==== Input material ====

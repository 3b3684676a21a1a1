use dioxus::prelude::*;
use time::OffsetDateTime;

struct FooterSection {
    title: &'static str,
    links: &'static [(&'static str, &'static str)],
}

const FOOTER_SECTIONS: &[FooterSection] = &[
    FooterSection {
        title: "Quick Links",
        links: &[
            ("About", "#about"),
            ("Skills", "#skills"),
            ("Projects", "#projects"),
            ("Contact", "#contact"),
        ],
    },
    FooterSection {
        title: "Projects",
        links: &[
            ("AI Dashboard", "#projects"),
            ("3D Portfolio", "#projects"),
            ("E-commerce", "#projects"),
            ("Chat App", "#projects"),
        ],
    },
    FooterSection {
        title: "Connect",
        links: &[
            ("GitHub", "https://github.com"),
            ("LinkedIn", "https://linkedin.com"),
            ("Email", "mailto:chauhanaman7000@gmail.com"),
            ("Resume", "#"),
        ],
    },
];

#[component]
pub fn Footer() -> Element {
    let year = OffsetDateTime::now_utc().year();

    rsx! {
        footer { class: "footer",
            div { class: "footer-grid",
                div {
                    h3 { class: "neon-text", "NeoFolio" }
                    p { class: "text-muted",
                        "Creating futuristic web experiences with cutting-edge technologies and AI integration."
                    }
                    p { class: "text-muted made-with", "Made with ♥ by Aman Chauhan" }
                }
                for section in FOOTER_SECTIONS {
                    div {
                        h4 { class: "text-primary", "{section.title}" }
                        ul { class: "footer-links",
                            for (label, href) in section.links.iter().copied() {
                                li {
                                    a { class: "footer-link", href: href, "{label}" }
                                }
                            }
                        }
                    }
                }
            }

            div { class: "footer-bottom",
                div {
                    p { class: "text-muted", "© {year} Aman Chauhan. All Rights Reserved." }
                    p { class: "text-muted fine-print",
                        "Designed and developed with modern web technologies"
                    }
                }
                div { class: "footer-status",
                    a { class: "btn btn-outline glass", href: "#top", title: "Back to top", "↑" }
                    span { class: "status-dot" }
                    span { class: "text-muted", "Available for work" }
                }
            }

            div { class: "footer-credit glass",
                p { class: "text-muted fine-print", "Built with Rust, Dioxus & a sprinkle of SVG" }
            }
        }
    }
}
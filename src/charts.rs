//! Geometry helpers for the dashboard mockup's SVG charts.
//!
//! The dashboard renders fixed in-memory arrays; these functions turn them
//! into bar heights, polyline point strings, and pie arc paths.

use std::f64::consts::PI;

/// Scales a series so the tallest value fills `max_height`. An all-zero
/// series scales to all-zero bars.
pub fn scale_heights(values: &[f64], max_height: f64) -> Vec<f64> {
    let peak = values.iter().cloned().fold(0.0_f64, f64::max);
    if peak <= 0.0 {
        return vec![0.0; values.len()];
    }
    values.iter().map(|v| v / peak * max_height).collect()
}

/// SVG `points` attribute for a line chart, with values spread evenly across
/// `width` and the tallest value touching the top of the plot area.
pub fn polyline_points(values: &[f64], width: f64, height: f64) -> String {
    if values.is_empty() {
        return String::new();
    }
    let step = if values.len() > 1 {
        width / (values.len() - 1) as f64
    } else {
        0.0
    };
    let heights = scale_heights(values, height);
    heights
        .iter()
        .enumerate()
        .map(|(i, h)| format!("{:.1},{:.1}", i as f64 * step, height - h))
        .collect::<Vec<_>>()
        .join(" ")
}

#[derive(Clone, Debug, PartialEq)]
pub struct PieSlice {
    pub path: String,
    /// Share of the whole circle, 0..=1.
    pub fraction: f64,
}

/// Donut slices for the platform-distribution chart, starting at 12 o'clock
/// and proceeding clockwise in input order.
pub fn pie_slices(values: &[f64], cx: f64, cy: f64, outer: f64, inner: f64) -> Vec<PieSlice> {
    let total: f64 = values.iter().sum();
    if total <= 0.0 {
        return Vec::new();
    }
    let mut start = 0.0_f64;
    values
        .iter()
        .map(|v| {
            let fraction = v / total;
            let end = start + fraction;
            let slice = PieSlice {
                path: donut_arc_path(cx, cy, outer, inner, start, end),
                fraction,
            };
            start = end;
            slice
        })
        .collect()
}

fn polar(cx: f64, cy: f64, radius: f64, fraction: f64) -> (f64, f64) {
    // Fractions are measured from the top of the circle.
    let angle = fraction * 2.0 * PI - PI / 2.0;
    (cx + radius * angle.cos(), cy + radius * angle.sin())
}

fn donut_arc_path(cx: f64, cy: f64, outer: f64, inner: f64, start: f64, end: f64) -> String {
    let (x0, y0) = polar(cx, cy, outer, start);
    let (x1, y1) = polar(cx, cy, outer, end);
    let (x2, y2) = polar(cx, cy, inner, end);
    let (x3, y3) = polar(cx, cy, inner, start);
    let large = if end - start > 0.5 { 1 } else { 0 };
    format!(
        "M {x0:.2} {y0:.2} A {outer:.2} {outer:.2} 0 {large} 1 {x1:.2} {y1:.2} \
         L {x2:.2} {y2:.2} A {inner:.2} {inner:.2} 0 {large} 0 {x3:.2} {y3:.2} Z"
    )
}

#[cfg(test)]
mod tests {
    use super::*;

    #[test]
    fn tallest_bar_fills_plot() {
        let heights = scale_heights(&[10.0, 40.0, 20.0], 200.0);
        assert_eq!(heights, vec![50.0, 200.0, 100.0]);
    }

    #[test]
    fn zero_series_stays_flat() {
        assert_eq!(scale_heights(&[0.0, 0.0], 100.0), vec![0.0, 0.0]);
    }

    #[test]
    fn polyline_has_one_point_per_value() {
        let points = polyline_points(&[1.0, 2.0, 3.0], 300.0, 100.0);
        assert_eq!(points.split(' ').count(), 3);
        // The peak sits on the top edge of the plot area.
        assert!(points.ends_with("300.0,0.0"));
    }

    #[test]
    fn polyline_of_nothing_is_empty() {
        assert_eq!(polyline_points(&[], 300.0, 100.0), "");
    }

    #[test]
    fn pie_fractions_cover_the_circle() {
        let slices = pie_slices(&[45.0, 30.0, 15.0, 10.0], 100.0, 100.0, 80.0, 40.0);
        assert_eq!(slices.len(), 4);
        let total: f64 = slices.iter().map(|s| s.fraction).sum();
        assert!((total - 1.0).abs() < 1e-9);
    }

    #[test]
    fn pie_of_zeros_renders_nothing() {
        assert!(pie_slices(&[0.0, 0.0], 100.0, 100.0, 80.0, 40.0).is_empty());
    }
}
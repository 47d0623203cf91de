use crate::core::attributes::AttributeType;
use std::fmt::{Display, Formatter, Result};

/// Runtime-typed scalar carried by a single stream event.
///
/// Equality is derived, so float variants compare bitwise. Equality-based
/// removal from a window relies on this: the value that leaves the window
/// is the same value that entered it.
#[derive(Debug, Clone, Copy, PartialEq)]
pub enum AttributeValue {
    Int(i32),
    Long(i64),
    Float(f32),
    Double(f64),
}

impl AttributeValue {
    /// The declared type this value belongs to.
    #[inline]
    pub fn attribute_type(&self) -> AttributeType {
        match self {
            AttributeValue::Int(_) => AttributeType::Int,
            AttributeValue::Long(_) => AttributeType::Long,
            AttributeValue::Float(_) => AttributeType::Float,
            AttributeValue::Double(_) => AttributeType::Double,
        }
    }
}

impl From<i32> for AttributeValue {
    fn from(v: i32) -> Self {
        AttributeValue::Int(v)
    }
}

impl From<i64> for AttributeValue {
    fn from(v: i64) -> Self {
        AttributeValue::Long(v)
    }
}

impl From<f32> for AttributeValue {
    fn from(v: f32) -> Self {
        AttributeValue::Float(v)
    }
}

impl From<f64> for AttributeValue {
    fn from(v: f64) -> Self {
        AttributeValue::Double(v)
    }
}

impl Display for AttributeValue {
    fn fmt(&self, f: &mut Formatter<'_>) -> Result {
        match self {
            AttributeValue::Int(v) => write!(f, "{v}"),
            AttributeValue::Long(v) => write!(f, "{v}"),
            AttributeValue::Float(v) => write!(f, "{v}"),
            AttributeValue::Double(v) => write!(f, "{v}"),
        }
    }
}

#[cfg(test)]
mod tests {
    use super::*;

    #[test]
    fn reports_matching_attribute_type() {
        assert_eq!(AttributeValue::from(1i32).attribute_type(), AttributeType::Int);
        assert_eq!(AttributeValue::from(1i64).attribute_type(), AttributeType::Long);
        assert_eq!(AttributeValue::from(1.0f32).attribute_type(), AttributeType::Float);
        assert_eq!(AttributeValue::from(1.0f64).attribute_type(), AttributeType::Double);
    }

    #[test]
    fn same_typed_values_compare_equal() {
        assert_eq!(AttributeValue::Double(8.94775), AttributeValue::Double(8.94775));
        assert_ne!(AttributeValue::Int(1), AttributeValue::Long(1));
    }
}
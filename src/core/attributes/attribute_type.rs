use serde::{Deserialize, Serialize};
use strum_macros::{Display, EnumIter, EnumString, IntoStaticStr};

/// Declared type of a stream attribute, fixed by the query definition.
///
/// Aggregators receive exactly one of these at construction time and bind
/// to it for their whole lifetime. Numeric aggregators accept only the
/// four numeric variants and must reject the rest during configuration.
#[derive(
    Debug,
    Clone,
    Copy,
    PartialEq,
    Eq,
    Hash,
    Serialize,
    Deserialize,
    Display,
    EnumIter,
    EnumString,
    IntoStaticStr,
)]
#[serde(rename_all = "lowercase")]
#[strum(serialize_all = "lowercase")]
pub enum AttributeType {
    Int,
    Long,
    Float,
    Double,
    String,
    Bool,
    Object,
}

impl AttributeType {
    /// Whether values of this type can feed a numeric aggregator.
    #[inline]
    pub fn is_numeric(&self) -> bool {
        matches!(
            self,
            AttributeType::Int | AttributeType::Long | AttributeType::Float | AttributeType::Double
        )
    }
}
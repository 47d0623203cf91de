pub mod length_window;

pub use length_window::LengthWindow;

====

The task: Copy out every line of the material above that contains the string "core".

Answer area:
use crate::core::attributes::AttributeType;
filename src/core/attributes/attribute_type.rs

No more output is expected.